使用が少なくとも１サイクルを含み、ここで、サイクルは３週間の期間であり、ここで、各サイクルについて、2−アミノ−8−エチル−4−メチル−6−(1H−ピラゾール−5−イル)ピリド[2,3−d]ピリミジン−7(8H)−オン又はその薬学的に許容される塩を約70mgの日用量で投与し、かつ、N−((S)−2,3−ジヒドロキシプロピル)−3−(2−フルオロ−4−ヨード−フェニルアミノ)イソニコチンアミド又はその薬学的に許容される塩を約60mgの日用量で投与する、請求項９に記載の組成物。
癌の治療における使用のための医薬の製造のための、治療有効量の(a) 2−アミノ−8−エチル−4−メチル−6−(1H−ピラゾール−5−イル)ピリド[2,3−d]ピリミジン−7(8H)−オン又はその薬学的に許容される塩、及び(b) N−((S)−2,3−ジヒドロキシプロピル)−3−(2−フルオロ−4−ヨード−フェニルアミノ)イソニコチンアミド又はその薬学的に許容される塩を含む組み合わせの使用であって、ここで、該癌が、(ｉ) KRAS又はNRAS変異非小細胞肺癌（NSCLC）、(ii) トリプルネガティブ乳癌（TNBC）、(iii) 二重KRAS及びPIK3CA変異結腸直腸癌（CRC）及び(iv) BRAF阻害剤における進行後のBRAF変異黒色腫からなる群より選択される、使用。
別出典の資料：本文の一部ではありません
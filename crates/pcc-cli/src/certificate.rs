//! # Certificate Subcommand
//!
//! - `issue`: Check quorum and sign a certificate with the system key.
//! - `verify`: Verify a certificate against the system public key. Exits
//!   1 and prints the error code on failure.

use std::path::{Path, PathBuf};

use anyhow::{Context, Result};
use clap::{Args, Subcommand};

use pcc_certificate::{
    certify_milestone, verify_certificate, CertificateRequest, PaymentClearanceCertificate,
};
use pcc_core::{AttestationRecord, EngineConfig, MilestoneId, ProjectId};
use pcc_crypto::Ed25519PublicKey;

use crate::keys::load_key;
use crate::quorum::{load_tiers, RequirementArgs};

/// Arguments for `pcc certificate`.
#[derive(Args, Debug)]
pub struct CertificateArgs {
    #[command(subcommand)]
    pub command: CertificateCommand,
}

#[derive(Subcommand, Debug)]
pub enum CertificateCommand {
    /// Issue a certificate for a milestone that has reached quorum.
    Issue {
        #[arg(long)]
        milestone: String,

        #[arg(long)]
        project: String,

        /// JSON array of attestation records.
        #[arg(long)]
        attestations: PathBuf,

        /// JSON object mapping citizen handles to assurance tiers.
        #[arg(long)]
        tiers: Option<PathBuf>,

        #[command(flatten)]
        requirement: RequirementArgs,

        /// System key file.
        #[arg(long)]
        key: PathBuf,

        /// Issuance time (RFC 3339, UTC). Defaults to now.
        #[arg(long)]
        issued_at: Option<String>,

        /// Where to write the certificate. Printed when omitted.
        #[arg(long)]
        out: Option<PathBuf>,
    },

    /// Verify a certificate.
    Verify {
        /// Certificate JSON file.
        certificate: PathBuf,

        /// System public key, hex.
        #[arg(long)]
        public_key: String,
    },
}

pub fn run_certificate(args: &CertificateArgs, config: &EngineConfig) -> Result<u8> {
    match &args.command {
        CertificateCommand::Issue {
            milestone,
            project,
            attestations,
            tiers,
            requirement,
            key,
            issued_at,
            out,
        } => {
            let records: Vec<AttestationRecord> = crate::read_json(attestations)?;
            let tiers = load_tiers(tiers.as_deref())?;
            let system_key = load_key(key)?;
            let request = CertificateRequest::new(
                MilestoneId::new(milestone.as_str())?,
                ProjectId::new(project.as_str())?,
                &records,
            )
            .with_version(config.certificate_version.clone())
            .issued_at(crate::timestamp_or_now(issued_at.as_deref())?);

            let certificate = certify_milestone(
                &request,
                &requirement.requirement(),
                &tiers,
                &config.tier_weights,
                &system_key,
            )
            .with_context(|| format!("certification failed for milestone {milestone}"))?;

            crate::emit_json(out.as_deref(), &certificate)?;
            if let Some(out) = out {
                println!(
                    "OK: certificate {} for milestone {} written to {}",
                    certificate.certificate_hash,
                    certificate.milestone_id,
                    out.display()
                );
            }
            Ok(0)
        }
        CertificateCommand::Verify {
            certificate,
            public_key,
        } => cmd_verify(certificate, public_key),
    }
}

fn cmd_verify(path: &Path, public_key: &str) -> Result<u8> {
    let certificate: PaymentClearanceCertificate = crate::read_json(path)?;
    let public_key = Ed25519PublicKey::from_hex(public_key).context("invalid system public key")?;
    match verify_certificate(&certificate, public_key.as_bytes()) {
        Ok(()) => {
            println!(
                "OK: certificate {} for milestone {} verified",
                certificate.certificate_hash, certificate.milestone_id
            );
            Ok(0)
        }
        Err(e) => {
            eprintln!("FAIL: {}: {e}", e.code());
            Ok(1)
        }
    }
}

#[cfg(test)]
mod tests {
    use super::*;
    use pcc_core::{AssuranceTier, AttestationPayload, AttestationType, Timestamp};
    use pcc_crypto::{sign_attestation, KeyPair};

    use crate::keys::KeyFile;
    use crate::quorum::TierFile;

    fn key(seed: u8) -> KeyPair {
        KeyPair::from_private_key(&[seed; 32]).unwrap()
    }

    fn attest(seed: u8, kind: AttestationType) -> AttestationRecord {
        let k = key(seed);
        let payload = AttestationPayload::new(
            MilestoneId::new("ms-1").unwrap(),
            k.identity_handle(),
            kind,
            b"evidence",
            Timestamp::parse("2026-04-01T00:00:00Z").unwrap(),
        );
        sign_attestation(payload, &k).unwrap()
    }

    fn fixture(dir: &Path) {
        let records = vec![
            attest(1, AttestationType::InspectorVerification),
            attest(2, AttestationType::AuditorReview),
            attest(3, AttestationType::CitizenApproval),
            attest(4, AttestationType::CitizenApproval),
        ];
        crate::write_json(&dir.join("attestations.json"), &records).unwrap();
        let mut tiers = TierFile::new();
        tiers.insert(key(3).identity_handle(), AssuranceTier::Biometric);
        tiers.insert(key(4).identity_handle(), AssuranceTier::Biometric);
        crate::write_json(&dir.join("tiers.json"), &tiers).unwrap();
        crate::write_json(&dir.join("system.json"), &KeyFile::from_key_pair(&key(99))).unwrap();
    }

    fn issue_args(dir: &Path, citizens: f64) -> CertificateArgs {
        CertificateArgs {
            command: CertificateCommand::Issue {
                milestone: "ms-1".to_string(),
                project: "proj-1".to_string(),
                attestations: dir.join("attestations.json"),
                tiers: Some(dir.join("tiers.json")),
                requirement: RequirementArgs {
                    inspectors: 1,
                    auditors: 1,
                    citizens,
                },
                key: dir.join("system.json"),
                issued_at: Some("2026-04-02T00:00:00Z".to_string()),
                out: Some(dir.join("certificate.json")),
            },
        }
    }

    #[test]
    fn issue_then_verify() {
        let dir = tempfile::tempdir().unwrap();
        fixture(dir.path());
        let mut config = EngineConfig::default();
        config.certificate_version = "1.1".to_string();
        assert_eq!(run_certificate(&issue_args(dir.path(), 2.0), &config).unwrap(), 0);

        let cert: PaymentClearanceCertificate =
            crate::read_json(&dir.path().join("certificate.json")).unwrap();
        assert_eq!(cert.version, "1.1");
        assert_eq!(cert.quorum.citizen_count, 2);

        let good = key(99).public_key().to_hex();
        assert_eq!(cmd_verify(&dir.path().join("certificate.json"), &good).unwrap(), 0);
        let other = key(98).public_key().to_hex();
        assert_eq!(cmd_verify(&dir.path().join("certificate.json"), &other).unwrap(), 1);
    }

    #[test]
    fn tampered_file_fails_verification() {
        let dir = tempfile::tempdir().unwrap();
        fixture(dir.path());
        run_certificate(&issue_args(dir.path(), 2.0), &EngineConfig::default()).unwrap();
        let path = dir.path().join("certificate.json");
        let mut cert: PaymentClearanceCertificate = crate::read_json(&path).unwrap();
        cert.project_id = ProjectId::new("proj-2").unwrap();
        crate::write_json(&path, &cert).unwrap();
        assert_eq!(cmd_verify(&path, &key(99).public_key().to_hex()).unwrap(), 1);
    }

    #[test]
    fn unmet_quorum_is_an_error() {
        let dir = tempfile::tempdir().unwrap();
        fixture(dir.path());
        let err = run_certificate(&issue_args(dir.path(), 3.0), &EngineConfig::default())
            .unwrap_err();
        assert!(format!("{err:#}").contains("quorum not met"), "{err:#}");
        assert!(!dir.path().join("certificate.json").exists());
    }
}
使用が少なくとも１サイクルを含み、ここで、サイクルは３週間の期間であり、ここで、各サイクルについて、2−アミノ−8−エチル−4−メチル−6−(1H−ピラゾール−5−イル)ピリド[2,3−d]ピリミジン−7(8H)−オン又はその薬学的に許容される塩を約70mgの日用量で投与し、かつ、N−((S)−2,3−ジヒドロキシプロピル)−3−(2−フルオロ−4−ヨード−フェニルアミノ)イソニコチンアミド又はその薬学的に許容される塩を約60mgの日用量で投与する、請求項１１に記載の使用。